Abstract

Nitrate reductase (NR), the first enzyme in the nitrate assimilation pathway, is regulated post-transcriptionally in response to light and CO2. In spinach, it has been shown that phosphorylation is one mechanism that mediates this regulation. In this paper, the phosphorylation of NR in Arabidopsis is described in both wild-type and NR- mutant plants. A 110-kDa protein radiolabeled in vivo with 32PO4 was immunoprecipitated with anti-NR antibody from extracts of wild-type plants but not of mutant plants in which the NR gene NIA2 had been deleted. Phosphoamino acid and phosphopeptide analysis showed that, as for spinach, NR from Arabidopsis is phosphorylated on serine and produces multiple phosphopeptides upon digestion with CNBr or trypsin. Analysis of three mutants with lesions in the NIA2 NR structural gene showed that one mutant, chl3-1, has a reduced phosphorylation phenotype that is not complemented by a NR deletion mutant.
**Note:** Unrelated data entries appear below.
//! Domain layer: entities and business logic
//!
//! This layer is independent of external concerns (no I/O, no CLI, no config loading).

pub mod entities;
pub mod error;

pub use entities::*;
pub use error::DomainError;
Comparison of the sequences of the wild-type and chl3-1 NIA2 genes revealed a single base mutation changing a glycine codon to an aspartic acid codon. This glycine, at position 308 in the MoCo domain of NR, is completely conserved in all known eukaryotic NR sequences. Thus, glycine 308 is required for normal activity and phosphorylation of NR, and substitution of this residue with aspartic acid disrupts both processes, most likely by altering the conformation of the NR MoCo domain.